The Past YearThe Illustrated London News, vol. 40, no. 1125, p. 2.
January 4, 1862
...And here it becomes necessary to infuse into our domestic chronicle a foreign element. The disruption of the United States of America in the spring, and the consequent civil war, has had an obvious bearing on our interests and our policy. The path of neutrality and of non-interference has been a narrow and a difficult one for our statesmen to tread, owing to circumstances over which England has no control, and to which we do not think it necessary now to do more than allude. Unhappily, the affair of the Trent has left us in such a position that on the first day of the new year we were anxiously awaiting intelligence which would bear with it the issues of peace or war with a kindred people. At this point it will not be out of place to advert to the attitude which France has adopted towards this country, one of loyal alliance and coincidence of opinion, which, spontaneously expressed, has been followed by Austria and Prussia, and, therefore, may be said to have gained the acceptance of the majority of the Great Powers of Europe.

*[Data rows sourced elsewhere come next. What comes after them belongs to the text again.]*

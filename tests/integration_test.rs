use resource_upsert::framework::{
    Linkage, RelationshipValue, RequestBody, RequestDocument, ResourceId, UpsertError,
};
use resource_upsert::lifecycle::SampleSystem;
use resource_upsert::model::{Project, Task, User};
use resource_upsert::store::LinkKey;
use serde_json::json;

/// Full end-to-end test with the real repositories and link store.
#[tokio::test]
async fn test_project_task_user_flow() {
    let system = SampleSystem::new().expect("Failed to build system");

    // Project with only attributes
    let document = RequestDocument::new("projects").with_attribute("name", "sample project");
    let project = system
        .upsert
        .build("projects", &document)
        .await
        .expect("Failed to build project")
        .downcast::<Project>()
        .expect("Not a project");
    assert_eq!(project.name, "sample project");
    assert!(project.id.is_some());

    // Task linked to project 5
    let document = RequestDocument::new("tasks")
        .with_attribute("name", "sample task")
        .with_relationship(
            "project",
            RelationshipValue::Single(Linkage::new("projects", "5")),
        );
    let task = system
        .upsert
        .build("tasks", &document)
        .await
        .expect("Failed to build task")
        .downcast::<Task>()
        .expect("Not a task");
    assert_eq!(task.name, "sample task");
    assert_eq!(task.project, Some(5));

    let task_id = task.id.expect("Task has no id");
    let linked = system
        .links
        .target(LinkKey::new(Task::TYPE, ResourceId::Long(task_id), "project"))
        .await
        .expect("Failed to read link");
    assert_eq!(linked, Some(ResourceId::Long(5)));

    // User assigned to project 5
    let document = RequestDocument::new("users")
        .with_attribute("name", "some user")
        .with_relationship(
            "assignedProjects",
            RelationshipValue::Many(vec![Linkage::new("projects", "5")]),
        );
    let user = system
        .upsert
        .build("users", &document)
        .await
        .expect("Failed to build user")
        .downcast::<User>()
        .expect("Not a user");
    assert_eq!(user.name, "some user");
    assert_eq!(user.assigned_projects.len(), 1);
    assert_eq!(user.assigned_projects, vec![5]);

    system.shutdown().await.expect("Failed to shutdown");
}

#[tokio::test]
async fn test_unregistered_type_is_rejected() {
    let system = SampleSystem::new().unwrap();

    let document = RequestDocument::new("fridges").with_attribute("brand", "Acme");
    let result = system.upsert.build("fridges", &document).await;

    assert!(matches!(result, Err(UpsertError::TypeNotFound(ref t)) if t == "fridges"));

    system.shutdown().await.unwrap();
}

#[tokio::test]
async fn test_empty_collection_clears_assignments() {
    let system = SampleSystem::new().unwrap();

    let document = RequestDocument::new("users")
        .with_attribute("name", "idle user")
        .with_relationship("assignedProjects", RelationshipValue::Many(Vec::new()));
    let user = system
        .upsert
        .build("users", &document)
        .await
        .unwrap()
        .downcast::<User>()
        .unwrap();

    assert!(user.assigned_projects.is_empty());
    let key = LinkKey::new(User::TYPE, ResourceId::Long(user.id.unwrap()), "assignedProjects");
    assert!(system.links.targets(key).await.unwrap().is_empty());

    system.shutdown().await.unwrap();
}

#[tokio::test]
async fn test_json_body_binds_like_builder_document() {
    let system = SampleSystem::new().unwrap();

    let document = RequestBody::parse(json!({
        "data": {
            "type": "users",
            "attributes": { "name": "Alice", "email": "alice@example.com" },
            "relationships": {
                "assignedProjects": [
                    { "type": "projects", "id": "2" },
                    { "type": "projects", "id": "1" }
                ]
            }
        }
    }))
    .unwrap();

    let user = system
        .upsert
        .build("users", &document)
        .await
        .unwrap()
        .downcast::<User>()
        .unwrap();

    assert_eq!(user.email.as_deref(), Some("alice@example.com"));
    assert_eq!(user.assigned_projects, vec![2, 1]);

    system.shutdown().await.unwrap();
}

#[tokio::test]
async fn test_bad_identifier_discards_task() {
    let system = SampleSystem::new().unwrap();

    let document = RequestDocument::new("tasks")
        .with_attribute("name", "orphan")
        .with_relationship(
            "project",
            RelationshipValue::Single(Linkage::new("projects", "five")),
        );
    let result = system.upsert.build("tasks", &document).await;

    match result {
        Err(UpsertError::IdentifierFormat { raw, .. }) => assert_eq!(raw, "five"),
        other => panic!("Expected IdentifierFormat, got {:?}", other),
    }

    system.shutdown().await.unwrap();
}

#[tokio::test]
async fn test_mismatched_linkage_types_fail() {
    let system = SampleSystem::new().unwrap();

    let document = RequestDocument::new("users").with_relationship(
        "assignedProjects",
        RelationshipValue::Many(vec![
            Linkage::new("projects", "1"),
            Linkage::new("tasks", "1"),
        ]),
    );
    let result = system.upsert.build("users", &document).await;

    assert!(matches!(result, Err(UpsertError::MixedLinkageType { .. })));

    system.shutdown().await.unwrap();
}

#[tokio::test]
async fn test_repository_rejection_is_wrapped() {
    let system = SampleSystem::new().unwrap();

    // Users only link to projects through a collection
    let document = RequestDocument::new("users").with_relationship(
        "assignedProjects",
        RelationshipValue::Single(Linkage::new("projects", "1")),
    );
    let result = system.upsert.build("users", &document).await;

    match result {
        Err(UpsertError::RelationshipPersistence { field, .. }) => {
            assert_eq!(field, "assignedProjects")
        }
        other => panic!("Expected RelationshipPersistence, got {:?}", other),
    }

    system.shutdown().await.unwrap();
}
//! Keyframe animation rules.

use crate::{DescriptorError, StyleDescriptor, Value};

/// One step of a keyframes rule.
#[derive(Debug, Clone, PartialEq)]
pub enum KeyframesStep {
    /// `{ from: {...}, to: {...} }`
    FromTo {
        from: StyleDescriptor,
        to: StyleDescriptor,
    },
    /// `{ percentage: "25", css: {...} }`
    Percentage {
        percentage: String,
        css: StyleDescriptor,
    },
}

/// A named `@keyframes` rule.
#[derive(Debug, Clone, PartialEq)]
pub struct KeyframesRule {
    pub name: String,
    pub steps: Vec<KeyframesStep>,
}

impl KeyframesRule {
    pub fn list_from_value(value: &Value, path: &str) -> Result<Vec<Self>, DescriptorError> {
        let items = value.as_list().ok_or_else(|| {
            DescriptorError::new(
                path,
                format!("expected a list of keyframes rules, found {}", value.shape()),
            )
        })?;

        items
            .iter()
            .enumerate()
            .filter(|(_, item)| !item.is_absent())
            .map(|(i, item)| Self::from_value(item, &format!("{path}[{i}]")))
            .collect()
    }

    pub fn from_value(value: &Value, path: &str) -> Result<Self, DescriptorError> {
        let rule = value.as_block().ok_or_else(|| {
            DescriptorError::new(
                path,
                format!("expected a keyframes rule, found {}", value.shape()),
            )
        })?;

        let name = rule
            .get("name")
            .and_then(Value::as_literal)
            .map(|lit| lit.to_css())
            .filter(|name| !name.trim().is_empty())
            .ok_or_else(|| DescriptorError::new(path, "keyframes rule without a `name`"))?;

        let steps_path = format!("{path}.steps");
        let steps = rule
            .get("steps")
            .and_then(Value::as_list)
            .ok_or_else(|| {
                DescriptorError::new(&steps_path, "expected a list of keyframes steps")
            })?;

        let steps = steps
            .iter()
            .enumerate()
            .filter(|(_, step)| !step.is_absent())
            .map(|(i, step)| parse_step(step, &format!("{steps_path}[{i}]")))
            .collect::<Result<Vec<_>, _>>()?;

        Ok(Self { name, steps })
    }
}

fn parse_step(value: &Value, path: &str) -> Result<KeyframesStep, DescriptorError> {
    let step = value.as_block().ok_or_else(|| {
        DescriptorError::new(
            path,
            format!("expected a keyframes step, found {}", value.shape()),
        )
    })?;

    let block = |key: &str| -> Result<Option<StyleDescriptor>, DescriptorError> {
        match step.get(key) {
            None | Some(Value::Absent) => Ok(None),
            Some(Value::Block(b)) => Ok(Some(b.clone())),
            Some(other) => Err(DescriptorError::new(
                format!("{path}.{key}"),
                format!("expected a property mapping, found {}", other.shape()),
            )),
        }
    };

    if let Some(percentage) = step.get("percentage").and_then(Value::as_literal) {
        let css = block("css")?
            .ok_or_else(|| DescriptorError::new(path, "percentage step without a `css` mapping"))?;
        let percentage = percentage.to_css();
        let percentage = percentage.trim_end_matches('%').to_string();
        return Ok(KeyframesStep::Percentage { percentage, css });
    }

    match (block("from")?, block("to")?) {
        (Some(from), Some(to)) => Ok(KeyframesStep::FromTo { from, to }),
        _ => Err(DescriptorError::new(
            path,
            "keyframes step needs either `from` and `to` or `percentage` and `css`",
        )),
    }
}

Nor should we pass over the remarkable signs which are apparent of a new era in the administration of the affairs of France, taking a direction which can be traced to the insensible influence of England; while the expansion of our trade with our nearest neighbour, owing to the recent arrangements between the two countries, has been such as to promise almost to compensate for the, we trust temporary, loss of our commercial dealings wit h America.